NVIDIA Spark Hack Toronto · May 29–31 · Public Services Track
"Haven Matrix holds all seven data matrices — shelter occupancy, clinical services, food programs, hygiene stations, grassroots resources, public amenities, and 9,255 TTC stops — plus the full Nemotron-30B language model context, simultaneously in the DGX Spark's 128 gigabytes of unified memory.
On any other hardware, you'd be serializing data through a PCIe bottleneck between CPU RAM and GPU VRAM. Here, everything lives in one coherent memory space. When someone speaks to the kiosk, their words become a boolean payload in milliseconds, and cuML solves the nearest accessible resources across all five pillars simultaneously in under ten milliseconds — accounting for whether they have ID, whether they're currently using, whether they have family with them.

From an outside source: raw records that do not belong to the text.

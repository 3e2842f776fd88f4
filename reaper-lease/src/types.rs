//! Resource model of the lease broker.

use std::collections::{BTreeMap, HashMap};
use std::fmt;

use chrono::{DateTime, Utc};
use serde::{Deserialize, Serialize};

/// Lifecycle state of a leased resource.
#[derive(Debug, Clone, Copy, PartialEq, Eq, Hash, Serialize, Deserialize)]
#[serde(rename_all = "camelCase")]
pub enum ResourceState {
    Busy,
    Cleaning,
    Dirty,
    Free,
    Leased,
    ToBeDeleted,
    Tombstone,
    #[serde(other)]
    Other,
}

impl ResourceState {
    pub fn as_str(&self) -> &'static str {
        match self {
            ResourceState::Busy => "busy",
            ResourceState::Cleaning => "cleaning",
            ResourceState::Dirty => "dirty",
            ResourceState::Free => "free",
            ResourceState::Leased => "leased",
            ResourceState::ToBeDeleted => "toBeDeleted",
            ResourceState::Tombstone => "tombstone",
            ResourceState::Other => "other",
        }
    }
}

impl fmt::Display for ResourceState {
    fn fmt(&self, f: &mut fmt::Formatter<'_>) -> fmt::Result {
        f.write_str(self.as_str())
    }
}

/// String key/value data attached to a resource.
#[derive(Debug, Clone, Default, PartialEq, Eq, Serialize, Deserialize)]
#[serde(transparent)]
pub struct UserData(BTreeMap<String, String>);

impl UserData {
    pub fn new() -> Self {
        Self::default()
    }

    pub fn get(&self, key: &str) -> Option<&str> {
        self.0.get(key).map(String::as_str)
    }

    pub fn insert(&mut self, key: impl Into<String>, value: impl Into<String>) {
        self.0.insert(key.into(), value.into());
    }

    /// Merge `other` into this one. Empty values remove the key.
    pub fn update(&mut self, other: &UserData) {
        for (key, value) in &other.0 {
            if value.is_empty() {
                self.0.remove(key);
            } else {
                self.0.insert(key.clone(), value.clone());
            }
        }
    }

    pub fn is_empty(&self) -> bool {
        self.0.is_empty()
    }
}

impl<K: Into<String>, V: Into<String>> FromIterator<(K, V)> for UserData {
    fn from_iter<I: IntoIterator<Item = (K, V)>>(iter: I) -> Self {
        Self(iter.into_iter().map(|(k, v)| (k.into(), v.into())).collect())
    }
}

#[derive(Debug, Clone, PartialEq, Eq, Serialize, Deserialize)]
pub struct Resource {
    #[serde(rename = "type")]
    pub resource_type: String,
    pub name: String,
    pub state: ResourceState,
    #[serde(default)]
    pub owner: String,
    #[serde(rename = "lastupdate")]
    pub last_update: DateTime<Utc>,
    #[serde(rename = "userdata", default)]
    pub user_data: Option<UserData>,
    #[serde(
        rename = "expiration-date",
        default,
        skip_serializing_if = "Option::is_none"
    )]
    pub expiration_date: Option<DateTime<Utc>>,
}

/// Resource counts of one type, by state and by owner.
#[derive(Debug, Clone, Default, PartialEq, Eq, Serialize, Deserialize)]
pub struct Metric {
    #[serde(rename = "type")]
    pub resource_type: String,
    #[serde(default)]
    pub current: HashMap<String, i64>,
    #[serde(rename = "owner", default)]
    pub owners: HashMap<String, i64>,
}
use std::sync::Arc;

use anyhow::{Context, Result};
use clap::{Args as ClapArgs, Parser, Subcommand};
use reaper::{CleanupPlan, HttpConfig, HttpPlatform, LeaseRunner, Reaper, ReaperConfig};
use reaper_lease::LeaseClient;
use tokio_util::sync::CancellationToken;
use tracing::{Instrument, error, info, info_span, warn};
use tracing_subscriber::EnvFilter;
use uuid::Uuid;

#[derive(Parser)]
#[command(name = "reaper")]
#[command(about = "Reclaims VMs, folders, resource pools, volumes and cluster modules left behind by test environments")]
struct Args {
    #[command(flatten)]
    platform: PlatformArgs,

    #[command(subcommand)]
    command: Command,
}

#[derive(ClapArgs)]
struct PlatformArgs {
    /// Platform API endpoint
    #[arg(long, env = "REAPER_URL")]
    url: String,

    #[arg(long, env = "REAPER_USERNAME")]
    username: String,

    #[arg(long, env = "REAPER_PASSWORD", hide_env_values = true)]
    password: String,

    /// Skip TLS certificate verification
    #[arg(long, env = "REAPER_INSECURE")]
    insecure: bool,
}

#[derive(Subcommand)]
enum Command {
    /// Clean the given paths once
    Run(RunArgs),
    /// Clean every dirty resource handed out by the lease broker
    Lease(LeaseArgs),
}

#[derive(ClapArgs)]
struct RunArgs {
    /// Folder whose empty sub-folders are deleted (repeatable)
    #[arg(long = "folder")]
    folders: Vec<String>,

    /// Resource pool whose empty child pools are deleted (repeatable)
    #[arg(long = "resource-pool")]
    resource_pools: Vec<String>,

    /// Folder whose VMs are deleted (repeatable)
    #[arg(long = "vm-folder")]
    vm_folders: Vec<String>,

    /// Delete volumes whose claim carries this owner label value
    #[arg(long)]
    owner_label: Option<String>,

    #[arg(long)]
    skip_cluster_modules: bool,

    /// Print the actions without changing anything
    #[arg(long)]
    dry_run: bool,

    #[command(flatten)]
    age: AgeArgs,
}

#[derive(ClapArgs)]
struct LeaseArgs {
    /// Lease broker URL
    #[arg(long, env = "LEASE_BROKER_HOST")]
    broker_host: String,

    /// Owner for the resources during cleanup
    #[arg(long, default_value = "reaper")]
    resource_owner: String,

    /// Resource types to clean (repeatable)
    #[arg(long = "resource-type", required = true)]
    resource_types: Vec<String>,

    #[command(flatten)]
    age: AgeArgs,
}

#[derive(ClapArgs)]
struct AgeArgs {
    /// Only delete objects older than this, e.g. 12h, 30m or 2d
    #[arg(long, value_parser = parse_max_age)]
    max_age: Option<chrono::Duration>,
}

fn parse_max_age(value: &str) -> std::result::Result<chrono::Duration, String> {
    let duration = humantime::parse_duration(value).map_err(|e| e.to_string())?;
    chrono::Duration::from_std(duration).map_err(|e| e.to_string())
}

impl AgeArgs {
    fn config(&self, dry_run: bool) -> ReaperConfig {
        let config = ReaperConfig::default().dry_run(dry_run);
        match self.max_age {
            Some(max_age) => config.max_age(max_age),
            None => config,
        }
    }
}

#[tokio::main]
async fn main() -> Result<()> {
    tracing_subscriber::fmt()
        .with_env_filter(
            EnvFilter::from_default_env()
                .add_directive("reaper=info".parse()?)
                .add_directive("reaper_lease=info".parse()?),
        )
        .init();

    let args = Args::parse();

    let cancel = CancellationToken::new();
    let trigger = cancel.clone();
    tokio::spawn(async move {
        if tokio::signal::ctrl_c().await.is_ok() {
            warn!("Interrupted, cancelling cleanup");
            trigger.cancel();
        }
    });

    let platform = Arc::new(
        HttpPlatform::login(&HttpConfig {
            url: args.platform.url.clone(),
            username: args.platform.username.clone(),
            password: args.platform.password.clone(),
            insecure: args.platform.insecure,
        })
        .await
        .context("creating platform session")?,
    );

    let run_id = Uuid::new_v4();
    let outcome = run(args.command, Arc::clone(&platform), cancel)
        .instrument(info_span!("reaper", run = %run_id))
        .await;

    if let Err(e) = platform.logout().await {
        warn!(error = %e, "Failed to log out of platform");
    }

    match outcome {
        Ok(()) => {
            info!("Finished cleanup");
            Ok(())
        }
        Err(e) => {
            error!(error = %e, "Cleanup failed");
            Err(e)
        }
    }
}

async fn run(command: Command, platform: Arc<HttpPlatform>, cancel: CancellationToken) -> Result<()> {
    match command {
        Command::Run(args) => {
            let config = args.age.config(args.dry_run);
            info!(dry_run = config.dry_run, max_age = ?config.max_age, "Configured settings");

            let reaper = Reaper::new(
                config,
                platform.clone(),
                platform.clone(),
                platform,
                cancel,
            );
            let plan = CleanupPlan {
                folders: args.folders,
                resource_pools: args.resource_pools,
                vm_folders: args.vm_folders,
                owner_label: args.owner_label,
                skip_grouping_objects: args.skip_cluster_modules,
            };
            reaper.cleanup(&plan).await?;
        }
        Command::Lease(args) => {
            let config = args.age.config(false);
            info!(
                broker = %args.broker_host,
                owner = %args.resource_owner,
                max_age = ?config.max_age,
                "Getting resources to clean up from the lease broker"
            );

            let client = LeaseClient::new(&args.resource_owner, &args.broker_host)
                .context("creating lease broker client")?;
            let reaper = Reaper::new(
                config,
                platform.clone(),
                platform.clone(),
                platform,
                cancel,
            );
            LeaseRunner::new(client, reaper)
                .run(&args.resource_types)
                .await?;
        }
    }
    Ok(())
}
//! Lease broker client errors.

use thiserror::Error;

#[derive(Debug, Error)]
pub enum LeaseError {
    /// No resource of the requested type is in the requested state.
    #[error("resources not found")]
    NotFound,

    #[error("resources already used by another user")]
    AlreadyInUse,

    #[error("resource type {0:?} does not exist")]
    TypeNotFound(String),

    /// The broker answered with something that is not a resource.
    #[error("invalid response: {0}")]
    InvalidResponse(String),

    #[error("http: {0}")]
    Http(#[from] reqwest::Error),

    /// Every attempt failed with a retryable error.
    #[error("{action} failed after {} attempts: [{}]", .errors.len(), .errors.join(", "))]
    RetriesExhausted { action: String, errors: Vec<String> },
}

impl LeaseError {
    pub fn is_not_found(&self) -> bool {
        matches!(self, LeaseError::NotFound)
    }
}

pub type Result<T> = std::result::Result<T, LeaseError>;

That number on the benchmark panel — that's not a claim. That's a measurement from this hardware, right now."
Haven Matrix is a dual-gateway triage system for social services in Toronto:
- Gateway A (Caseworker) — Type or speak client notes → NIM compiles to JSON → constraint-aware GPU KNN → per-client itinerary + warm handoff phone scripts
- Gateway B (Kiosk) — Voice only → eligibility questions via TTS → spoken care route to resources you can actually enter given your ID status, sobriety, and family situation
# 1. Create and activate a virtual environment
python3 -m venv .vhaven
source .vhaven/bin/activate # Windows: .vhaven\Scripts\activate
# 2. Install Python dependencies
pip install -r backend/requirements.txt
# 3. Verify datasets
python backend/data_ingestion.py --verify --mode cpu
# 4. Start FastAPI (port 8000)
uvicorn backend.main:app --host 0.0.0.0 --port 8000 --reload
# 5. In a new terminal — start React (port 3001)

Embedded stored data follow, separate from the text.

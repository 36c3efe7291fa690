//! Error types for the entire application.
//!
//! We use `thiserror` for library-style errors with custom types,
//! and `anyhow` for application-level error propagation in main.rs and commands.

use alloy_primitives::hex;
use thiserror::Error;

/// Errors that can occur during RPC communication
#[derive(Error, Debug)]
pub enum RpcError {
    #[error("HTTP request failed: {0}")]
    RequestFailed(#[from] reqwest::Error),

    #[error("Invalid RPC response: {0}")]
    InvalidResponse(String),

    #[error("eth_getLogs not supported by this RPC endpoint")]
    MethodNotSupported,

    #[error("Log query too large for this RPC endpoint: {0}")]
    QueryTooLarge(String),
}

/// Errors that can occur while decoding event logs
#[derive(Error, Debug)]
pub enum DecodeError {
    #[error("Log has no topics")]
    MissingTopics,

    #[error("Log topic does not match the event signature: {0}")]
    UnexpectedTopic(String),

    #[error("Log is missing the indexed recipient topic")]
    MissingRecipient,

    #[error("Invalid hex in log field: {0}")]
    InvalidHex(#[from] hex::FromHexError),

    #[error("Event data must hold {expected} bytes, got {actual}")]
    DataLength { expected: usize, actual: usize },
}

/// Errors that can occur during aggregation
#[derive(Error, Debug)]
pub enum AggregateError {
    #[error("Running total overflowed 256 bits for recipient {0}")]
    TotalOverflow(String),

    #[error("Grand total overflowed 256 bits")]
    SummaryOverflow,
}

/// Errors that can occur during file output
#[derive(Error, Debug)]
pub enum OutputError {
    #[error("Failed to write file: {0}")]
    WriteFailed(#[from] std::io::Error),

    #[error("Failed to serialize CSV: {0}")]
    SerializationFailed(#[from] csv::Error),

    #[error("Invalid output path: {0}")]
    InvalidPath(String),
}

cd frontend && npm install && npm run dev
# 6. Open browser
# Caseworker: http://localhost:3001/caseworker
# Kiosk: http://localhost:3001/kiosk (requires Chrome for voice)
# Swagger: http://localhost:8000/docsNIM/LLM is optional for local dev. Without a GX10 connection, the system falls back to regex keyword matching automatically.
Mac + GX10 setup (team default): backend and frontend on Mac; models on GX10 GPU only →
learning/gx10_access_and_gpu_guide.md
Default: run backend + frontend on your Mac; run models only on the GX10 GPU over Tailscale.
Mac (:3001 frontend, :8000 backend CPU)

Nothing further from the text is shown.